BEGIN Record excerpts

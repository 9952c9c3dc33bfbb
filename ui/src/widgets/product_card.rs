//! One listing on the browse page.

use agrilink_business::Product;
use egui::{Color32, RichText, Ui};

/// What the user clicked on a card this frame.
#[derive(Debug, Clone, Copy, Default, PartialEq, Eq)]
pub enum CardClick {
    #[default]
    None,
    /// Open the listing's detail view.
    Details,
    /// Open the message thread with the seller.
    Contact,
}

pub fn product_card(ui: &mut Ui, product: &Product, can_contact: bool) -> CardClick {
    let mut clicked = CardClick::None;
    egui::Frame::group(ui.style())
        .inner_margin(egui::Margin::same(10))
        .show(ui, |ui| {
            ui.set_width(260.0);
            ui.label(RichText::new(&product.title).strong());
            ui.label(
                RichText::new(format!("{} · {}", product.category, product.country))
                    .color(Color32::GRAY)
                    .small(),
            );
            ui.add_space(4.0);
            if !product.description.is_empty() {
                ui.label(RichText::new(&product.description).small());
                ui.add_space(4.0);
            }
            ui.monospace(format!(
                "{:.2} {} / {}",
                product.price_per_unit, product.currency, product.unit
            ));
            ui.label(
                RichText::new(format!(
                    "{} {} available",
                    product.quantity_available, product.unit
                ))
                .small(),
            );
            ui.add_space(6.0);
            ui.horizontal(|ui| {
                if ui.button("Details").clicked() {
                    clicked = CardClick::Details;
                }
                if can_contact && ui.button("Contact seller").clicked() {
                    clicked = CardClick::Contact;
                }
            });
        });
    clicked
}
use std::any::{Any, type_name};

/// A plain piece of application state registered in a
/// [`StateCtx`](crate::StateCtx).
///
/// States are owned by the context and read through
/// [`Dep::get_state_ref`](crate::Dep::get_state_ref) or
/// [`StateCtx::state_ref`](crate::StateCtx::state_ref). Replacement values
/// produced by callbacks arrive as `Box<dyn Any>` over the update channel,
/// which is why `assign_box` exists; implementations forward to
/// [`assign_impl`].
pub trait State: Any {
    fn as_any(&self) -> &dyn Any;

    fn as_any_mut(&mut self) -> &mut dyn Any;

    fn assign_box(&mut self, new_self: Box<dyn Any + Send>);
}

/// Standard `assign_box` body: downcast and overwrite in place.
///
/// A type mismatch means an updater was fed a value registered under the
/// wrong slot; that is a wiring bug, so it is logged rather than panicking.
pub fn assign_impl<T: Any>(dst: &mut T, new_self: Box<dyn Any + Send>) {
    match new_self.downcast::<T>() {
        Ok(value) => *dst = *value,
        Err(_) => log::error!("assign_impl: type mismatch while assigning {}", type_name::<T>()),
    }
}

#[cfg(test)]
mod tests {
    use super::*;

    #[derive(Debug, Default, PartialEq, Eq)]
    struct Counter {
        value: i32,
    }

    #[test]
    fn assign_impl_overwrites_on_matching_type() {
        let mut counter = Counter { value: 1 };
        assign_impl(&mut counter, Box::new(Counter { value: 42 }));
        assert_eq!(counter.value, 42);
    }

    #[test]
    fn assign_impl_keeps_value_on_type_mismatch() {
        let mut counter = Counter { value: 7 };
        assign_impl(&mut counter, Box::new("not a counter".to_owned()));
        assert_eq!(counter.value, 7);
    }
}
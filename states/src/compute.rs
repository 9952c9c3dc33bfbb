use std::any::{Any, TypeId};

use crate::{Dep, Updater};

/// Dependency lists of a compute: `(state type ids, compute type ids)`.
pub type ComputeDeps = (&'static [TypeId], &'static [TypeId]);

/// Outcome of one `compute` invocation.
#[derive(Debug, Clone, Copy, PartialEq, Eq)]
pub enum ComputeStage {
    /// Work was started (usually a fetch); the result will arrive later
    /// through the [`Updater`]. The compute stays pending and will not be
    /// re-run until a new value lands or a dependency changes again.
    Pending,
    /// The compute is up to date.
    Finished,
}

/// Derived data registered in a [`StateCtx`](crate::StateCtx).
///
/// Two flavors exist in practice:
/// - derived computes, which read their dependencies via [`Dep`] and push a
///   fresh value of themselves through the [`Updater`];
/// - cache computes, whose `compute` is a no-op and which are written only by
///   commands or callbacks (see the business crate's fetch caches).
///
/// `compute` takes `&self`: a run must not mutate in place, it publishes a
/// replacement value instead. This is what makes late callbacks harmless.
pub trait Compute: Any {
    fn deps(&self) -> ComputeDeps;

    fn compute(&self, deps: Dep<'_>, updater: Updater) -> ComputeStage;

    fn as_any(&self) -> &dyn Any;

    fn assign_box(&mut self, new_self: Box<dyn Any + Send>);
}
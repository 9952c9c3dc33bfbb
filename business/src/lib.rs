//! Domain logic for the AgriLink marketplace client.
//!
//! Everything here is backend-agnostic UI plumbing: states and computes for
//! session resolution, listings, admin management and messaging, plus the
//! query builder for the hosted table API. Rendering lives in `agrilink-ui`.

mod admin;
mod auth;
mod config;
mod demo;
mod fetch;
mod listings;
mod messages;
mod models;
mod profile;
mod query;
mod remote;
mod route;
mod session;

#[cfg(test)]
mod tests;

pub use admin::{
    AdminProductsCompute, AdminStats, FetchAdminProductsCommand, FetchMessagesCommand,
    FetchUsersCommand, MessagesCompute, UsersCompute, approve_product, delete_product, delete_user,
    reject_product,
};
pub use auth::{
    FlowStatus, LoginFlow, LoginForm, RegisterFlow, RegisterForm, SignInCommand, SignOutCommand,
    SignUpCommand, oauth_authorize_url,
};
pub use config::MarketConfig;
pub use demo::demo_user;
pub use fetch::{EhttpFetcher, FetchState};
#[cfg(any(test, feature = "test-utils"))]
pub use fetch::{MockFetcher, RecordedRequest, json_response, status_response};
pub use listings::{
    CATEGORIES, COUNTRIES, FetchListingsCommand, ListingFilters, ListingsCompute, SelectedListing,
    SellerCompute, close_listing, open_listing,
};
pub use messages::{
    MessageDraft, MessageThread, close_thread, format_relative_time, open_thread, send_message,
};
pub use models::{Message, Product, Role, Session, SessionMetadata, SessionUser, UserProfile};
pub use profile::{
    FetchInboxCommand, FetchMyProductsCommand, InboxCompute, MyProductsCompute, ProfileFlow,
    ProfileForm, UpdateProfileCommand, delete_my_product,
};
pub use query::{Direction, Query, QueryError, row, rows};
pub use route::Route;
pub use session::{
    PROFILE_LOOKUP_MAX_ATTEMPTS, PendingLookup, ProfileLookup, ProfileSync, ResolveSessionCommand,
    SessionCompute,
    SessionEvent, SessionNotifier, SessionStore, SessionSubscription, apply_session_event,
    poll_session_events,
};

pub use remote::Remote;
//! Profile page data: the edit form and its save command, a farmer's own
//! listings with delete, and the message inbox.
//!
//! The save command patches the `users` row and refreshes the session
//! binding from the echoed row.

use std::any::Any;

use agrilink_states::{
    Command, Compute, ComputeDeps, ComputeStage, Dep, State, StateCtx, Updater, assign_impl,
};
use log::{error, warn};

use crate::auth::FlowStatus;
use crate::models::{Message, Product, UserProfile};
use crate::query::{Direction, Query, row, rows};
use crate::remote::Remote;
use crate::session::{SessionCompute, SessionStore};
use crate::{FetchState, MarketConfig};

/// Editable profile fields.
#[derive(Debug, Clone, Default)]
pub struct ProfileForm {
    pub full_name: String,
    pub country: String,
    pub phone: String,
    pub company_name: String,
}

impl ProfileForm {
    /// Seeds the form from the signed-in profile.
    pub fn from_profile(profile: &UserProfile) -> Self {
        Self {
            full_name: profile.full_name.clone(),
            country: profile.country.clone(),
            phone: profile.phone.clone().unwrap_or_default(),
            company_name: profile.company_name.clone().unwrap_or_default(),
        }
    }
}

impl State for ProfileForm {
    fn as_any(&self) -> &dyn Any {
        self
    }

    fn as_any_mut(&mut self) -> &mut dyn Any {
        self
    }

    fn assign_box(&mut self, new_self: Box<dyn Any + Send>) {
        assign_impl(self, new_self);
    }
}

/// Where the last save attempt stands.
#[derive(Debug, Clone, Default, PartialEq, Eq)]
pub struct ProfileFlow {
    pub status: FlowStatus,
}

impl Compute for ProfileFlow {
    fn deps(&self) -> ComputeDeps {
        (&[], &[])
    }

    fn compute(&self, _deps: Dep<'_>, _updater: Updater) -> ComputeStage {
        ComputeStage::Finished
    }

    fn as_any(&self) -> &dyn Any {
        self
    }

    fn assign_box(&mut self, new_self: Box<dyn Any + Send>) {
        assign_impl(self, new_self);
    }
}

/// Saves [`ProfileForm`] to the `users` row of the signed-in user.
#[derive(Debug, Default)]
pub struct UpdateProfileCommand;

impl Command for UpdateProfileCommand {
    fn run(&self, deps: Dep<'_>, updater: Updater) {
        let session = deps.get_compute_ref::<SessionCompute>();
        let Some(user) = session.user.clone() else {
            warn!("profile update without a signed-in user");
            return;
        };
        updater.set(ProfileFlow {
            status: FlowStatus::Pending,
        });

        let form = deps.get_state_ref::<ProfileForm>();
        let changes = serde_json::json!({
            "full_name": form.full_name,
            "country": form.country,
            "phone": blank_to_null(&form.phone),
            "company_name": blank_to_null(&form.company_name),
        });
        let config = deps.get_state_ref::<MarketConfig>();
        let store = deps.get_state_ref::<SessionStore>();
        let request = Query::from("users")
            .update(changes)
            .eq("id", &user.id)
            .single()
            .build(config, store.access_token());

        deps.get_state_ref::<FetchState>().fetch(
            request,
            Box::new(move |result| match row::<UserProfile>(result) {
                Ok(mut profile) => {
                    profile.email = user.email;
                    updater.set(SessionCompute {
                        user: Some(profile),
                        loading: false,
                    });
                    updater.set(ProfileFlow {
                        status: FlowStatus::Succeeded,
                    });
                }
                Err(err) => {
                    warn!("profile update failed: {err}");
                    updater.set(ProfileFlow {
                        status: FlowStatus::Failed(err.to_string()),
                    });
                }
            }),
        );
    }
}

/// A farmer's own listings, approved or not, newest first.
#[derive(Debug, Clone, Default, PartialEq)]
pub struct MyProductsCompute {
    pub result: Remote<Vec<Product>>,
}

impl MyProductsCompute {
    pub fn records(&self) -> &[Product] {
        self.result.value().map(Vec::as_slice).unwrap_or_default()
    }
}

impl Compute for MyProductsCompute {
    fn deps(&self) -> ComputeDeps {
        (&[], &[])
    }

    fn compute(&self, _deps: Dep<'_>, _updater: Updater) -> ComputeStage {
        ComputeStage::Finished
    }

    fn as_any(&self) -> &dyn Any {
        self
    }

    fn assign_box(&mut self, new_self: Box<dyn Any + Send>) {
        assign_impl(self, new_self);
    }
}

/// Loads the signed-in farmer's listings into [`MyProductsCompute`].
#[derive(Debug, Default)]
pub struct FetchMyProductsCommand;

impl Command for FetchMyProductsCommand {
    fn run(&self, deps: Dep<'_>, updater: Updater) {
        let session = deps.get_compute_ref::<SessionCompute>();
        let Some(user) = session.user.clone() else {
            warn!("own-listings fetch without a signed-in user");
            return;
        };
        updater.set(MyProductsCompute {
            result: Remote::Pending,
        });
        let config = deps.get_state_ref::<MarketConfig>();
        let store = deps.get_state_ref::<SessionStore>();
        let request = Query::from("products")
            .select("*")
            .eq("farmer_id", &user.id)
            .order("created_at", Direction::Descending)
            .build(config, store.access_token());
        deps.get_state_ref::<FetchState>().fetch(
            request,
            Box::new(move |result| match rows::<Product>(result) {
                Ok(products) => updater.set(MyProductsCompute {
                    result: Remote::Ready(products),
                }),
                Err(err) => {
                    warn!("own-listings fetch failed: {err}");
                    updater.set(MyProductsCompute {
                        result: Remote::Failed(err.to_string()),
                    });
                }
            }),
        );
    }
}

/// Removes one of the farmer's own listings, then drops it from the cache
/// once the backend confirms the delete.
pub fn delete_my_product(ctx: &StateCtx, product: &Product) {
    let (Some(config), Some(store), Some(fetch)) = (
        ctx.state_ref::<MarketConfig>(),
        ctx.state_ref::<SessionStore>(),
        ctx.state_ref::<FetchState>(),
    ) else {
        return;
    };
    let request = Query::from("products")
        .delete()
        .eq("id", &product.id)
        .build(config, store.access_token());
    let mut records = ctx
        .cached::<MyProductsCompute>()
        .map(|cache| cache.records().to_vec())
        .unwrap_or_default();
    let id = product.id.clone();
    let updater = ctx.updater();
    fetch.fetch(
        request,
        Box::new(move |result| match result {
            Ok(response) if response.ok => {
                records.retain(|record| record.id != id);
                updater.set(MyProductsCompute {
                    result: Remote::Ready(records),
                });
            }
            Ok(response) => error!("listing delete failed with status {}", response.status),
            Err(err) => error!("listing delete failed: {err}"),
        }),
    );
}

/// Messages addressed to the signed-in user, newest first.
#[derive(Debug, Clone, Default, PartialEq)]
pub struct InboxCompute {
    pub result: Remote<Vec<Message>>,
}

impl InboxCompute {
    pub fn records(&self) -> &[Message] {
        self.result.value().map(Vec::as_slice).unwrap_or_default()
    }
}

impl Compute for InboxCompute {
    fn deps(&self) -> ComputeDeps {
        (&[], &[])
    }

    fn compute(&self, _deps: Dep<'_>, _updater: Updater) -> ComputeStage {
        ComputeStage::Finished
    }

    fn as_any(&self) -> &dyn Any {
        self
    }

    fn assign_box(&mut self, new_self: Box<dyn Any + Send>) {
        assign_impl(self, new_self);
    }
}

/// Loads the signed-in user's received messages into [`InboxCompute`].
#[derive(Debug, Default)]
pub struct FetchInboxCommand;

impl Command for FetchInboxCommand {
    fn run(&self, deps: Dep<'_>, updater: Updater) {
        let session = deps.get_compute_ref::<SessionCompute>();
        let Some(user) = session.user.clone() else {
            warn!("inbox fetch without a signed-in user");
            return;
        };
        updater.set(InboxCompute {
            result: Remote::Pending,
        });
        let config = deps.get_state_ref::<MarketConfig>();
        let store = deps.get_state_ref::<SessionStore>();
        let request = Query::from("messages")
            .select("*")
            .eq("receiver_id", &user.id)
            .order("created_at", Direction::Descending)
            .build(config, store.access_token());
        deps.get_state_ref::<FetchState>().fetch(
            request,
            Box::new(move |result| match rows::<Message>(result) {
                Ok(messages) => updater.set(InboxCompute {
                    result: Remote::Ready(messages),
                }),
                Err(err) => {
                    warn!("inbox fetch failed: {err}");
                    updater.set(InboxCompute {
                        result: Remote::Failed(err.to_string()),
                    });
                }
            }),
        );
    }
}

fn blank_to_null(value: &str) -> serde_json::Value {
    let trimmed = value.trim();
    if trimmed.is_empty() {
        serde_json::Value::Null
    } else {
        serde_json::Value::String(trimmed.to_owned())
    }
}

#[cfg(test)]
mod tests {
    use super::*;
    use crate::demo_user;

    #[test]
    fn form_seeds_from_profile() {
        let form = ProfileForm::from_profile(&demo_user());
        assert_eq!(form.full_name, "Demo User");
        assert_eq!(form.company_name, "AgriLink Demo");
        assert_eq!(form.phone, "");
    }

    #[test]
    fn blank_optional_fields_become_null() {
        assert_eq!(blank_to_null("  "), serde_json::Value::Null);
        assert_eq!(
            blank_to_null(" +20 100 "),
            serde_json::Value::String("+20 100".to_owned())
        );
    }
}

END Record excerpts

What is being asked> Where does the string "Debug" occur in the data above? Copy every line that holds it.

Answer below>
#[derive(Debug, Clone, Copy, Default, PartialEq, Eq)]
    #[derive(Debug, Default, PartialEq, Eq)]
#[derive(Debug, Clone, Copy, PartialEq, Eq)]
#[derive(Debug, Clone, Default)]
#[derive(Debug, Clone, Default, PartialEq, Eq)]
#[derive(Debug, Default)]
#[derive(Debug, Clone, Default, PartialEq)]
#[derive(Debug, Default)]
#[derive(Debug, Clone, Default, PartialEq)]
#[derive(Debug, Default)]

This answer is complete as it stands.